### Task description
Copy the first line of the material below and every later line through the line containing "use crate::domain::user::models::InsertedUser;", without any other output.
□ □ □
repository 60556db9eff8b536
pub mod http;
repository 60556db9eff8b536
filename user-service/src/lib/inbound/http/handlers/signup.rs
use axum::extract::rejection::JsonRejection;
use axum::extract::State;
use axum::http::StatusCode;
use axum::Json;
use serde::Deserialize;
use serde::Serialize;
use thiserror::Error;

use super::ApiError;
use super::ApiSuccess;
use crate::domain::user::models::EmailAddress;
use crate::domain::user::models::InsertedUser;
use crate::domain::user::models::NewUserCommand;
use crate::domain::user::models::Password;
use crate::domain::user::models::PersonName;
use crate::domain::user::models::PhoneNumber;
use crate::domain::user::models::Role;
use crate::inbound::http::router::AppState;
use crate::user::errors::EmailError;
use crate::user::errors::NameError;
use crate::user::errors::PasswordPolicyError;
use crate::user::errors::PhoneError;
use crate::user::errors::RoleError;

pub async fn signup(
    State(state): State<AppState>,
    body: Result<Json<SignupRequest>, JsonRejection>,
) -> Result<ApiSuccess<SignupResponseData>, ApiError> {
    let Json(body) = body?;

    state
        .user_service
        .signup(body.try_into_command()?)
        .await
        .map_err(ApiError::from)
        .map(|ref inserted| ApiSuccess::new(StatusCode::OK, inserted.into()))
}

/// HTTP request body for registering a user (raw JSON)
#[derive(Debug, Clone, Deserialize)]
pub struct SignupRequest {
    email: String,
    password: String,
    first_name: String,
    last_name: String,
    #[serde(alias = "phone_number")]
    phone: String,
    #[serde(alias = "user_type")]
    role: String,
}

#[derive(Debug, Clone, Error)]
enum ParseSignupRequestError {
    #[error("Invalid email: {0}")]
    Email(#[from] EmailError),

    #[error("Invalid password: {0}")]
    Password(#[from] PasswordPolicyError),

    #[error("Invalid name: {0}")]
    Name(#[from] NameError),

    #[error("Invalid phone number: {0}")]
    Phone(#[from] PhoneError),

    #[error("Invalid role: {0}")]
    Role(#[from] RoleError),
}

impl SignupRequest {
    fn try_into_command(self) -> Result<NewUserCommand, ParseSignupRequestError> {
        Ok(NewUserCommand {
            email: EmailAddress::new(self.email)?,
            password: Password::new(self.password).validated()?,
            first_name: PersonName::new(self.first_name)?,
            last_name: PersonName::new(self.last_name)?,
            phone: PhoneNumber::new(self.phone)?,
            role: self.role.parse::<Role>()?,
        })
    }
}

impl From<ParseSignupRequestError> for ApiError {
    fn from(err: ParseSignupRequestError) -> Self {
        ApiError::BadRequest(err.to_string())
    }
}

#[derive(Debug, Clone, PartialEq, Eq, Serialize)]
pub struct SignupResponseData {
    pub inserted_id: String,
}

impl From<&InsertedUser> for SignupResponseData {
    fn from(inserted: &InsertedUser) -> Self {
        Self {
            inserted_id: inserted.inserted_id.to_string(),
        }
    }
}
//! Authentication utilities library
//!
//! Provides the credential infrastructure used by the user service:
//! - Password hashing (Argon2id)
//! - JWT token signing and validation with typed failure reasons
//! - An `Authenticator` that owns the signing secret and issues token pairs
//!
//! The service defines its own claim shapes and adapts these implementations.
//!
//! # Examples
//!
//! ## Password Hashing
//! ```
//! use auth::PasswordHasher;
//!
//! let hasher = PasswordHasher::new();
//! let hash = hasher.hash("my_password").unwrap();
//! assert!(hasher.verify("my_password", &hash));
//! assert!(!hasher.verify("not_my_password", &hash));
//! ```
//!
//! ## JWT Tokens
//! ```
//! use auth::{Claims, JwtHandler};
//!
//! let handler = JwtHandler::new(b"secret_key_at_least_32_bytes_long!");
//! let claims = Claims {
//!     sub: Some("user123".to_string()),
//!     ..Claims::expiring_in(1)
//! };
//! let token = handler.encode(&claims).unwrap();
//! let decoded: Claims = handler.decode(&token).unwrap();
//! assert_eq!(decoded.sub.as_deref(), Some("user123"));
//! ```
//!
//! ## Token Pairs
//! ```
//! use auth::{Authenticator, Claims};
//!
//! let auth = Authenticator::new(b"secret_key_at_least_32_bytes_long!");
//!
//! let access = Claims {
//!     sub: Some("user123".to_string()),
//!     ..Claims::expiring_in(24)
//! };
//! let refresh = Claims::expiring_in(168);
//! let pair = auth.issue_pair(&access, &refresh).unwrap();
//!
//! let decoded: Claims = auth.validate_token(&pair.access_token).unwrap();
//! assert_eq!(decoded.sub.as_deref(), Some("user123"));
//! ```

pub mod authenticator;
pub mod jwt;
pub mod password;

// Re-export commonly used items
pub use authenticator::Authenticator;
pub use authenticator::TokenPair;
pub use jwt::Claims;
pub use jwt::JwtError;
pub use jwt::JwtHandler;
pub use password::PasswordError;
pub use password::PasswordHasher;
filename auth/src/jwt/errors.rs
use thiserror::Error;

/// Error type for JWT operations.
#[derive(Debug, Clone, PartialEq, Eq, Error)]
pub enum JwtError {
    #[error("Failed to sign token: {0}")]
    EncodingFailed(String),

    #[error("Token signature is invalid")]
    InvalidSignature,

    #[error("Token is malformed: {0}")]
    InvalidFormat(String),

    #[error("The token has expired")]
    Expired,
}

impl From<jsonwebtoken::errors::Error> for JwtError {
    fn from(err: jsonwebtoken::errors::Error) -> Self {
        use jsonwebtoken::errors::ErrorKind;

        match err.kind() {
            ErrorKind::InvalidSignature => JwtError::InvalidSignature,
            ErrorKind::ExpiredSignature => JwtError::Expired,
            _ => JwtError::InvalidFormat(err.to_string()),
        }
    }
}
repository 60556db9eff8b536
pub mod repositories;
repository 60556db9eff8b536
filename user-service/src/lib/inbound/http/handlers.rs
use axum::extract::rejection::JsonRejection;
use axum::http::StatusCode;
use axum::response::IntoResponse;
use axum::response::Response;
use axum::Json;
use chrono::DateTime;
use chrono::Utc;
use serde::Serialize;

use crate::session::errors::AccessError;
use crate::user::errors::UserError;
use crate::user::models::Role;
use crate::user::models::User;

pub mod get_user;
pub mod list_users;
pub mod login;
pub mod signup;

#[derive(Debug, Clone)]
pub struct ApiSuccess<T: Serialize + PartialEq>(StatusCode, Json<ApiResponseBody<T>>);

impl<T> PartialEq for ApiSuccess<T>
where
    T: Serialize + PartialEq,
{
    fn eq(&self, other: &Self) -> bool {
        self.0 == other.0 && self.1 .0 == other.1 .0
    }
}

impl<T: Serialize + PartialEq> ApiSuccess<T> {
    pub fn new(status: StatusCode, data: T) -> Self {
        ApiSuccess(status, Json(ApiResponseBody::new(status, data)))
    }
}

impl<T: Serialize + PartialEq> IntoResponse for ApiSuccess<T> {
    fn into_response(self) -> Response {
        (self.0, self.1).into_response()
    }
}

#[derive(Debug, Clone, PartialEq, Eq)]
pub enum ApiError {
    InternalServerError(String),
    BadRequest(String),
    Unauthorized(String),
}

impl From<JsonRejection> for ApiError {
    fn from(rejection: JsonRejection) -> Self {
        Self::BadRequest(rejection.body_text())
    }
}

impl IntoResponse for ApiError {
    fn into_response(self) -> Response {
        let (status, message) = match self {
            ApiError::InternalServerError(msg) => (StatusCode::INTERNAL_SERVER_ERROR, msg),
            ApiError::BadRequest(msg) => (StatusCode::BAD_REQUEST, msg),
            ApiError::Unauthorized(msg) => (StatusCode::UNAUTHORIZED, msg),
        };

        (status, Json(ApiResponseBody::new_error(status, message))).into_response()
    }
}

impl From<UserError> for ApiError {
    fn from(err: UserError) -> Self {
        match err {
            UserError::InvalidUserId(_)
            | UserError::InvalidEmail(_)
            | UserError::InvalidName(_)
            | UserError::InvalidPhone(_)
            | UserError::InvalidRole(_)
            | UserError::InvalidPassword(_)
            | UserError::NotFound(_) => ApiError::BadRequest(err.to_string()),
            UserError::DuplicateEmail(_)
            | UserError::DuplicatePhone(_)
            | UserError::InvalidCredentials => ApiError::InternalServerError(err.to_string()),
            UserError::Password(_)
            | UserError::Token(_)
            | UserError::Store(_)
            | UserError::Timeout(_)
            | UserError::Unknown(_) => {
                tracing::error!(error = %err, "Request failed");
                ApiError::InternalServerError(err.to_string())
            }
        }
    }
}

impl From<AccessError> for ApiError {
    fn from(err: AccessError) -> Self {
        match err {
            AccessError::Unauthenticated(msg) => ApiError::Unauthorized(msg),
            AccessError::Forbidden(msg) => ApiError::BadRequest(msg),
        }
    }
}

#[derive(Debug, Clone, PartialEq, Eq, Serialize)]
pub struct ApiResponseBody<T: Serialize + PartialEq> {
    status_code: u16,
    data: T,
}

impl<T: Serialize + PartialEq> ApiResponseBody<T> {
    pub fn new(status_code: StatusCode, data: T) -> Self {
        Self {
            status_code: status_code.as_u16(),
            data,
        }
    }
}

impl ApiResponseBody<ApiErrorData> {
    pub fn new_error(status_code: StatusCode, message: String) -> Self {
        Self {
            status_code: status_code.as_u16(),
            data: ApiErrorData { message },
        }
    }
}

#[derive(Debug, Clone, PartialEq, Eq, Serialize)]
pub struct ApiErrorData {
    pub message: String,
}

/// Public view of a user record. The password hash is never part of it.
#[derive(Debug, Clone, PartialEq, Eq, Serialize)]
pub struct UserData {
    pub user_id: String,
    pub email: String,
    pub first_name: String,
    pub last_name: String,
    pub phone: String,
    pub user_type: Role,
    pub token: Option<String>,
    pub refresh_token: Option<String>,
    pub created_at: DateTime<Utc>,
    pub updated_at: DateTime<Utc>,
}

impl From<&User> for UserData {
    fn from(user: &User) -> Self {
        Self {
            user_id: user.id.to_string(),
            email: user.email.as_str().to_string(),
            first_name: user.first_name.as_str().to_string(),
            last_name: user.last_name.as_str().to_string(),
            phone: user.phone.as_str().to_string(),
            user_type: user.role,
            token: user.token.clone(),
            refresh_token: user.refresh_token.clone(),
            created_at: user.created_at,
            updated_at: user.updated_at,
        }
    }
}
□ □ □
### Solved problem
repository 60556db9eff8b536
pub mod http;
repository 60556db9eff8b536
filename user-service/src/lib/inbound/http/handlers/signup.rs
use axum::extract::rejection::JsonRejection;
use axum::extract::State;
use axum::http::StatusCode;
use axum::Json;
use serde::Deserialize;
use serde::Serialize;
use thiserror::Error;

use super::ApiError;
use super::ApiSuccess;
use crate::domain::user::models::EmailAddress;
use crate::domain::user::models::InsertedUser;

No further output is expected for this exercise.